## [Problem to work on]
Scan the listing below. Return every line containing the string "RelayError".

## [Information]
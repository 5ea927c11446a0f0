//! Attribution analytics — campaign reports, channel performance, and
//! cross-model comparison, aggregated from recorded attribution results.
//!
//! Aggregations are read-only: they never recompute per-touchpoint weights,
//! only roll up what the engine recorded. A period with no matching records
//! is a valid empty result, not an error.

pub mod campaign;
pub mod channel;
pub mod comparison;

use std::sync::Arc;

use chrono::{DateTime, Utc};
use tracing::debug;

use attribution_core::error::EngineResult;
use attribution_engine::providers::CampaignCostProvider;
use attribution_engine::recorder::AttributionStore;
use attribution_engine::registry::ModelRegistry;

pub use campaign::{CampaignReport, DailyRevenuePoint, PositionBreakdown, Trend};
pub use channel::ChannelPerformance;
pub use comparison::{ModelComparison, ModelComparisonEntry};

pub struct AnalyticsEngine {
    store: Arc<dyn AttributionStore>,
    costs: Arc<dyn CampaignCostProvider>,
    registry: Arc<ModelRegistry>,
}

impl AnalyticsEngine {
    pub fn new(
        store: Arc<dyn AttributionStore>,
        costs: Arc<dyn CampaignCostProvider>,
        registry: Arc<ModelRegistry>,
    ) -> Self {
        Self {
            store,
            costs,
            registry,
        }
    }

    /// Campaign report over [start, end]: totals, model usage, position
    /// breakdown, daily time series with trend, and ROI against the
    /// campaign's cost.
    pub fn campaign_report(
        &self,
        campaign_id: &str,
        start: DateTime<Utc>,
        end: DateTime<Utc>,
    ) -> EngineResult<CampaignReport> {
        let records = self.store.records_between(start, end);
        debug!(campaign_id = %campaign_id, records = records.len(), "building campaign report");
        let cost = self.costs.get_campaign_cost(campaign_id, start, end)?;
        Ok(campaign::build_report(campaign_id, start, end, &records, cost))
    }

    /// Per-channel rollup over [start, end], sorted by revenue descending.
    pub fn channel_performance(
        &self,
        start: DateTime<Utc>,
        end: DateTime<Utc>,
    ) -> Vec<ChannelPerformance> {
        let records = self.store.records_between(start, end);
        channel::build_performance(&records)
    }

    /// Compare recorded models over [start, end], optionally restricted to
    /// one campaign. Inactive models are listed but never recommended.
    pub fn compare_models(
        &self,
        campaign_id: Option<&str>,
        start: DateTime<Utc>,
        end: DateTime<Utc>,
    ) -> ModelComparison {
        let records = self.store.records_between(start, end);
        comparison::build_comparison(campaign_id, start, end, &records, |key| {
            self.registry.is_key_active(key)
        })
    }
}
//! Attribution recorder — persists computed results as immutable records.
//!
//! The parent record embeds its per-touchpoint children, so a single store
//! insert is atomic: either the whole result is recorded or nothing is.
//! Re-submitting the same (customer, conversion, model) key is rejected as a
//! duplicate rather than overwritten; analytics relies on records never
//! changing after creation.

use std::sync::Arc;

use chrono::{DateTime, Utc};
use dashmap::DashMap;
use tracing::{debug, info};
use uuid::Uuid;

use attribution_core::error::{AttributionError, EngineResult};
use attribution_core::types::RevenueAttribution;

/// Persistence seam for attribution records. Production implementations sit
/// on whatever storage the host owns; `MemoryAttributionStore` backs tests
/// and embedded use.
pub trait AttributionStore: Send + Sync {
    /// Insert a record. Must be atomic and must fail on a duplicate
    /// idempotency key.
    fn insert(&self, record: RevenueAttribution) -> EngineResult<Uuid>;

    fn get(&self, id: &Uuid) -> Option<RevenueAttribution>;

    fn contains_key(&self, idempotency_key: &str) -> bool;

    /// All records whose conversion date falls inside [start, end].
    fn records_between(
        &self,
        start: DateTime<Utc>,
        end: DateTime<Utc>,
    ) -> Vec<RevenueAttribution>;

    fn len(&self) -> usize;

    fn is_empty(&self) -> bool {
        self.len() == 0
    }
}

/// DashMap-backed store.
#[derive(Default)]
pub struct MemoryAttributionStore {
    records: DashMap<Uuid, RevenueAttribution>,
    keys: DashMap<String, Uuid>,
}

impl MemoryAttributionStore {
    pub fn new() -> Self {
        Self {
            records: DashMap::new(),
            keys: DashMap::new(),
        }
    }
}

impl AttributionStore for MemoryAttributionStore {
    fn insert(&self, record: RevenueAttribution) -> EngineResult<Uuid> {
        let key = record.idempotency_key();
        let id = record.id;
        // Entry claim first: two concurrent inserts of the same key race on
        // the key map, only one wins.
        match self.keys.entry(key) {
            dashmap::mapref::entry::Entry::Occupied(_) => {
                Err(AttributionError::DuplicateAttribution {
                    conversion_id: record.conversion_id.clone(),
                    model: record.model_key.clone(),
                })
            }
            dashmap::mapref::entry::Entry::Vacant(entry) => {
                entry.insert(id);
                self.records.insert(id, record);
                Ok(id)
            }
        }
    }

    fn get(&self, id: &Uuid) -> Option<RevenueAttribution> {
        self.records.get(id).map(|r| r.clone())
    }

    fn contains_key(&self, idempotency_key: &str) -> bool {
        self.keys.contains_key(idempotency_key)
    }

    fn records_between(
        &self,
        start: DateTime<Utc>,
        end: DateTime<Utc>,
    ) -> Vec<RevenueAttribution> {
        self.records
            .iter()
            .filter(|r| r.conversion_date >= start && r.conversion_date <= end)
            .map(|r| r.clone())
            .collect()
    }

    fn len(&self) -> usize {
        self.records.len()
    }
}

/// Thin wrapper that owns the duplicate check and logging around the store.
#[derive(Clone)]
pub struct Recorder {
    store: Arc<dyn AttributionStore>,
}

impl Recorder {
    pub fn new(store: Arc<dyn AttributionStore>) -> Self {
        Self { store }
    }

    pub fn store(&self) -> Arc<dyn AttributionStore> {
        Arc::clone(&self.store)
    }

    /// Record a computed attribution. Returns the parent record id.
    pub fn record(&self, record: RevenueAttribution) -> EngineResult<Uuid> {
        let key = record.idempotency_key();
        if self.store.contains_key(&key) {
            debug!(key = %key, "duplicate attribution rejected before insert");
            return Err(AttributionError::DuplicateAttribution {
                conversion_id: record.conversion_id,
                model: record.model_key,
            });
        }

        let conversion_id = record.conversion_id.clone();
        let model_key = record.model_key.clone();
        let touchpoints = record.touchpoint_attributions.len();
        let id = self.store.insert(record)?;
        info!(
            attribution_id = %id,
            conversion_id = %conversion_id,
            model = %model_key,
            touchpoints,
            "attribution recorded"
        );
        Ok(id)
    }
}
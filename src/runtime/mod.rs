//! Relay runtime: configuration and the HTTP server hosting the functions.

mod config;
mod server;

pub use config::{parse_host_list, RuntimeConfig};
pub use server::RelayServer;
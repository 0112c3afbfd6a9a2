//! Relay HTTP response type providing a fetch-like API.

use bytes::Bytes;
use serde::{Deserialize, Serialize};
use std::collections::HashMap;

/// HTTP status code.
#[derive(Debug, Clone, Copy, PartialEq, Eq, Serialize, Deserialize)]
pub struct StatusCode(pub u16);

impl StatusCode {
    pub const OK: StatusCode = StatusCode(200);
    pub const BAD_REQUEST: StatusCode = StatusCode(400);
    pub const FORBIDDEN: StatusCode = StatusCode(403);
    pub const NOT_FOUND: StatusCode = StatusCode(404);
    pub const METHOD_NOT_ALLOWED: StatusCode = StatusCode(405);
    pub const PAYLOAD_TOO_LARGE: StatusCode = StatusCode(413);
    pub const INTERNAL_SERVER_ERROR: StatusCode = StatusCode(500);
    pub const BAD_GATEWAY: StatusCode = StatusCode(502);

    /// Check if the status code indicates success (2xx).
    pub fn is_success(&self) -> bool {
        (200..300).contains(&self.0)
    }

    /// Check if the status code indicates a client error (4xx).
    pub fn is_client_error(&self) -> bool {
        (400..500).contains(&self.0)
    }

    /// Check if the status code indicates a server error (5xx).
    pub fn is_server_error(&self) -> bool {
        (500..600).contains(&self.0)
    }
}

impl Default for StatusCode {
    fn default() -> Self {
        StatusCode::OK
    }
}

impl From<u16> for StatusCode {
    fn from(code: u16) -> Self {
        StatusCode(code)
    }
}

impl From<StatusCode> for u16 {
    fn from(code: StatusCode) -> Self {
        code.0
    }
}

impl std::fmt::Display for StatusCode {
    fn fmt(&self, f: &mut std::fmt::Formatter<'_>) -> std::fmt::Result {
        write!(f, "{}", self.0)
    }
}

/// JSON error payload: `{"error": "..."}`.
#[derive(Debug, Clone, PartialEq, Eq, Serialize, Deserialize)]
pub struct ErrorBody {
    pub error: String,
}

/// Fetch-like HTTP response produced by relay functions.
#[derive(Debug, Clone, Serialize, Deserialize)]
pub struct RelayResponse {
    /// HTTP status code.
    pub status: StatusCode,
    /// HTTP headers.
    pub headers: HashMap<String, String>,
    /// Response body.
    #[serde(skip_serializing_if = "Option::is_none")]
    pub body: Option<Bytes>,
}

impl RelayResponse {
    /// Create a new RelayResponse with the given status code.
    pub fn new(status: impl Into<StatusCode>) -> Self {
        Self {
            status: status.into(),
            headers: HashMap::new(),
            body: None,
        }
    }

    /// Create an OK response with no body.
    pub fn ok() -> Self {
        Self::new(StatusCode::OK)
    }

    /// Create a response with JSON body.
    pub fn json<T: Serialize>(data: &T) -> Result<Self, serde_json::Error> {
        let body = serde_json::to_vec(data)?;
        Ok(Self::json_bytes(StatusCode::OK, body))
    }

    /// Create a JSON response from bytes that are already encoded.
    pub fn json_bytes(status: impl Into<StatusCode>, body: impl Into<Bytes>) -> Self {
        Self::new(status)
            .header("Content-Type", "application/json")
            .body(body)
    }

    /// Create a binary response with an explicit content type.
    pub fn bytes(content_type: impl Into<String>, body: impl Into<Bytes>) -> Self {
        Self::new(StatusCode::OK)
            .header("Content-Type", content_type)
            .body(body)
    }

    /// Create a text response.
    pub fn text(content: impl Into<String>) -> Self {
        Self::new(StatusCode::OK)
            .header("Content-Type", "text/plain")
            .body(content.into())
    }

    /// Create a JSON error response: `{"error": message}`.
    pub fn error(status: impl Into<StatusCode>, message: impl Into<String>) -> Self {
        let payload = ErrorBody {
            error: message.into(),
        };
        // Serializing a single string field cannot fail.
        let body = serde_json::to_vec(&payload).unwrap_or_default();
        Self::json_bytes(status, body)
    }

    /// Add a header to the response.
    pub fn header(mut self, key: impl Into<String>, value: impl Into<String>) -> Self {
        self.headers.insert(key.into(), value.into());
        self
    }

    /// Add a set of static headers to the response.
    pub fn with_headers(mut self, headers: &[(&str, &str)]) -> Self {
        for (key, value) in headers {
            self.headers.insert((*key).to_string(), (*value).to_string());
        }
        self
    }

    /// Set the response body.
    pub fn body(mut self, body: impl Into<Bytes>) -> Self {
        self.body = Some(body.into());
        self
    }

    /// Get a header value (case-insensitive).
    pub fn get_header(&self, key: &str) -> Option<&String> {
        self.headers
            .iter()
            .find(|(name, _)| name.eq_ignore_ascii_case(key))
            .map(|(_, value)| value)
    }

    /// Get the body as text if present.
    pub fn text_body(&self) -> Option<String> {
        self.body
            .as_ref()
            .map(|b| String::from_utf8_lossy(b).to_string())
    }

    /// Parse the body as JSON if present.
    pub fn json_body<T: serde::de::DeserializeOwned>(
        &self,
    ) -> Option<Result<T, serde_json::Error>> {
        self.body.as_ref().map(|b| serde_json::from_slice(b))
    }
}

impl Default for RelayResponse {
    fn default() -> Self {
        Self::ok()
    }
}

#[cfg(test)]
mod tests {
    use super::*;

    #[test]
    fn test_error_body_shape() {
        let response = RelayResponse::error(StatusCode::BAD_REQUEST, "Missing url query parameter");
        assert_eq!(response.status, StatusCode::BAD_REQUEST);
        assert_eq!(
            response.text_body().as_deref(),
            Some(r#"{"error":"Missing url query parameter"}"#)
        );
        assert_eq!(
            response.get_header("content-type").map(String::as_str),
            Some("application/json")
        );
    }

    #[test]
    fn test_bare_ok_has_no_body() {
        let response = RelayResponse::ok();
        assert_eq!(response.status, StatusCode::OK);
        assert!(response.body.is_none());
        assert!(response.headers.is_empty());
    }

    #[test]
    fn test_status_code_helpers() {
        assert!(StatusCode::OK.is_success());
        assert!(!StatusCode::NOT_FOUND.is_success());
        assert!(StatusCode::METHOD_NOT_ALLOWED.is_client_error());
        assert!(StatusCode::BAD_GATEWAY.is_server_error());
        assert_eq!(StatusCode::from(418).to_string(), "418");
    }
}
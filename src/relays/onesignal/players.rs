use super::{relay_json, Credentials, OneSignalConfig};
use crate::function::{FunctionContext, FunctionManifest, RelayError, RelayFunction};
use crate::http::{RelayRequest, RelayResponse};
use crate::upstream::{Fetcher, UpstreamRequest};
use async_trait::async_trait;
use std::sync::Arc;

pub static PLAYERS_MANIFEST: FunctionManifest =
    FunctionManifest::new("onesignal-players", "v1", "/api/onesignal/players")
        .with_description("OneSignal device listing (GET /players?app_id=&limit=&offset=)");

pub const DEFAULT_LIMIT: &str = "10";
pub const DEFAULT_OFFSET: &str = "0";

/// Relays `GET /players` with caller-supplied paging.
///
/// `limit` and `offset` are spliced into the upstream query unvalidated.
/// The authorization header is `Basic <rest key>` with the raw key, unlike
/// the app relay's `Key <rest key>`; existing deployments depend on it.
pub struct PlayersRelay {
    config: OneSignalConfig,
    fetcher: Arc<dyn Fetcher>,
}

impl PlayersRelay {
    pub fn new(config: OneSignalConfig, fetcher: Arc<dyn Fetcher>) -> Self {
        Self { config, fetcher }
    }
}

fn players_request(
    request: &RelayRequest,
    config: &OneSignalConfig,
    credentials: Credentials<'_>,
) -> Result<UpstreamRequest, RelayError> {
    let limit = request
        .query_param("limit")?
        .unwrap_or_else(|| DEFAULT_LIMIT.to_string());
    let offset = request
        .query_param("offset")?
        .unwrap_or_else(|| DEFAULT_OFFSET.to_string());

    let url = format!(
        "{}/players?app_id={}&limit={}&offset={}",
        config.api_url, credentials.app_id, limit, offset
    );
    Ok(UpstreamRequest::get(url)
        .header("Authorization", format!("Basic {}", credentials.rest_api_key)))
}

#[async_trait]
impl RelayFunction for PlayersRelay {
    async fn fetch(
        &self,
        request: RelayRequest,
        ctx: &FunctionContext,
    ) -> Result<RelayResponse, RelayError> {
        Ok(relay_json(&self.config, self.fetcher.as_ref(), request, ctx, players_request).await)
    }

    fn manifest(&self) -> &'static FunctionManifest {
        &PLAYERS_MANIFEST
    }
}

## [Result of this task]
use crate::function::{FunctionContext, FunctionManifest, RelayError, RelayFunction};
) -> Result<UpstreamRequest, RelayError> {
    ) -> Result<RelayResponse, RelayError> {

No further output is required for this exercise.